In a past ResiShares note, we called attention to the firms attempting to tie increasing climate risk to bets and hedges on the housing market, such as Deltaterra. In it, we asked “what’s the long?” In other words, while it is mostly directly knowable which homes face higher insurance premia and risk from climate change, it is a more open-ended question to ascertain which regions are likely to outperform from an influx of climate refugees.
This month, Axios reported on a group trying to do just that. Given the bullet-point format of the article, it lacks enough detail to see how Climate Alpha is going about their research, but it’s notable that folks are finally building businesses around trying to answer this question.
What makes this question so difficult to answer is that it is not just a math problem, but a problem requiring a researcher to make assumptions about human behavior and path-dependent politics. That is, while heat in Phoenix or hurricanes in Florida might negatively impact net migration at the margins, its countervailing effect on housing supply might actually cause real estate prices to rise, if those factors mean Phoenix homebuilders can’t secure water rights and Florida residents flee riparian zones for higher ground.

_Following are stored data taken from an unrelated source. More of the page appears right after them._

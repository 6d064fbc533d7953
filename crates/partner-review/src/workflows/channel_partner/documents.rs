//! One-pass classification of the loose KYC document list into named slots.
//!
//! Every entry is tagged once at ingestion with each slot its label matches.
//! A slot binds to the first entry that matches it. Slot lookups afterwards are
//! plain index reads, so the number and both scan URLs shown for a slot always
//! come from the same entry.

use std::collections::BTreeMap;

use serde::Serialize;
use tracing::warn;

use super::domain::DocumentEntry;

/// Named KYC positions on the review form, in display order.
#[derive(Debug, Clone, Copy, PartialEq, Eq, PartialOrd, Ord, Hash, Serialize)]
#[serde(rename_all = "snake_case")]
pub enum DocumentSlot {
    Pan,
    Aadhar,
    AddressProof,
    FirmDocuments,
    Education,
    CreditReport,
}

#[derive(Debug, Clone, Copy)]
enum LabelPattern {
    Exact(&'static str),
    IgnoreCase(&'static str),
}

impl LabelPattern {
    fn matches(self, label: &str) -> bool {
        match self {
            LabelPattern::Exact(needle) => label.contains(needle),
            LabelPattern::IgnoreCase(needle) => label.to_lowercase().contains(needle),
        }
    }
}

impl DocumentSlot {
    pub const ALL: [DocumentSlot; 6] = [
        DocumentSlot::Pan,
        DocumentSlot::Aadhar,
        DocumentSlot::AddressProof,
        DocumentSlot::FirmDocuments,
        DocumentSlot::Education,
        DocumentSlot::CreditReport,
    ];

    const fn pattern(self) -> LabelPattern {
        match self {
            DocumentSlot::Pan => LabelPattern::Exact("PAN"),
            DocumentSlot::Aadhar => LabelPattern::Exact("Aadhar"),
            DocumentSlot::AddressProof => LabelPattern::Exact("Address Proof"),
            DocumentSlot::FirmDocuments => LabelPattern::Exact("firm documents"),
            DocumentSlot::Education => LabelPattern::IgnoreCase("education"),
            DocumentSlot::CreditReport => LabelPattern::IgnoreCase("credit report"),
        }
    }

    /// Every slot whose pattern matches the label, in declaration order.
    pub fn matching(label: &str) -> impl Iterator<Item = DocumentSlot> + '_ {
        DocumentSlot::ALL
            .into_iter()
            .filter(move |slot| slot.pattern().matches(label))
    }

    pub const fn title(self) -> &'static str {
        match self {
            DocumentSlot::Pan => "Applicant PAN Card",
            DocumentSlot::Aadhar => "Applicant Aadhar Card",
            DocumentSlot::AddressProof => "Applicant Address Proof",
            DocumentSlot::FirmDocuments => "Applicant firm documents",
            DocumentSlot::Education => "Education Document",
            DocumentSlot::CreditReport => "Credit Report",
        }
    }

    pub const fn document_type(self) -> &'static str {
        match self {
            DocumentSlot::Pan => "ID Proof",
            DocumentSlot::Aadhar => "Address Card",
            DocumentSlot::AddressProof => "Electricity Bill",
            DocumentSlot::FirmDocuments => "Shop Act",
            DocumentSlot::Education => "Degree/Certificate",
            DocumentSlot::CreditReport => "Credit Report",
        }
    }
}

/// One slot match of an ingested entry.
#[derive(Debug, Clone, Copy, PartialEq, Eq, Serialize)]
#[serde(rename_all = "snake_case", tag = "kind", content = "slot")]
pub enum DocumentTag {
    Slot(DocumentSlot),
    /// Matched a slot that an earlier entry already holds.
    Duplicate(DocumentSlot),
}

/// The unmodified document list plus the per-entry tags and slot bindings.
///
/// An entry with no tags matched no slot pattern.
#[derive(Debug, Clone, Default, PartialEq)]
pub struct ClassifiedDocuments {
    entries: Vec<DocumentEntry>,
    tags: Vec<Vec<DocumentTag>>,
    slots: BTreeMap<DocumentSlot, usize>,
}

impl ClassifiedDocuments {
    pub fn classify(entries: Vec<DocumentEntry>) -> Self {
        let mut tags = Vec::with_capacity(entries.len());
        let mut slots = BTreeMap::new();

        for (index, entry) in entries.iter().enumerate() {
            let label = entry.proof_type_label.as_deref().unwrap_or_default();
            let entry_tags = DocumentSlot::matching(label)
                .map(|slot| {
                    if slots.contains_key(&slot) {
                        warn!(
                            ?slot,
                            label,
                            "document matches an already bound slot; keeping the first entry"
                        );
                        DocumentTag::Duplicate(slot)
                    } else {
                        slots.insert(slot, index);
                        DocumentTag::Slot(slot)
                    }
                })
                .collect();
            tags.push(entry_tags);
        }

        Self {
            entries,
            tags,
            slots,
        }
    }

    pub fn entries(&self) -> &[DocumentEntry] {
        &self.entries
    }

    pub fn tagged(&self) -> impl Iterator<Item = (&DocumentEntry, &[DocumentTag])> {
        self.entries.iter().zip(self.tags.iter().map(Vec::as_slice))
    }

    pub fn slot(&self, slot: DocumentSlot) -> Option<&DocumentEntry> {
        self.slots.get(&slot).map(|&index| &self.entries[index])
    }

    pub fn document_number(&self, slot: DocumentSlot) -> Option<&str> {
        self.slot(slot)
            .and_then(|entry| entry.document_number.as_deref())
    }

    pub fn front_side_url(&self, slot: DocumentSlot) -> Option<&str> {
        self.slot(slot)
            .and_then(|entry| entry.front_side_url.as_deref())
    }

    pub fn back_side_url(&self, slot: DocumentSlot) -> Option<&str> {
        self.slot(slot)
            .and_then(|entry| entry.back_side_url.as_deref())
    }

    pub fn duplicates(&self) -> usize {
        self.tags
            .iter()
            .flatten()
            .filter(|tag| matches!(tag, DocumentTag::Duplicate(_)))
            .count()
    }
}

This is precisely what happened to New Orleans after Katrina. The immediate effect of the disaster was actually for home prices to rise, as displaced citizens needed a place to live. While prices then fell through the mortgage crisis, they did so less than the US as a whole. Since 2014, we have seen population stagnate and decline, while overall prices raced ahead, led by transactions in the now-diminished consideration set of desirable properties.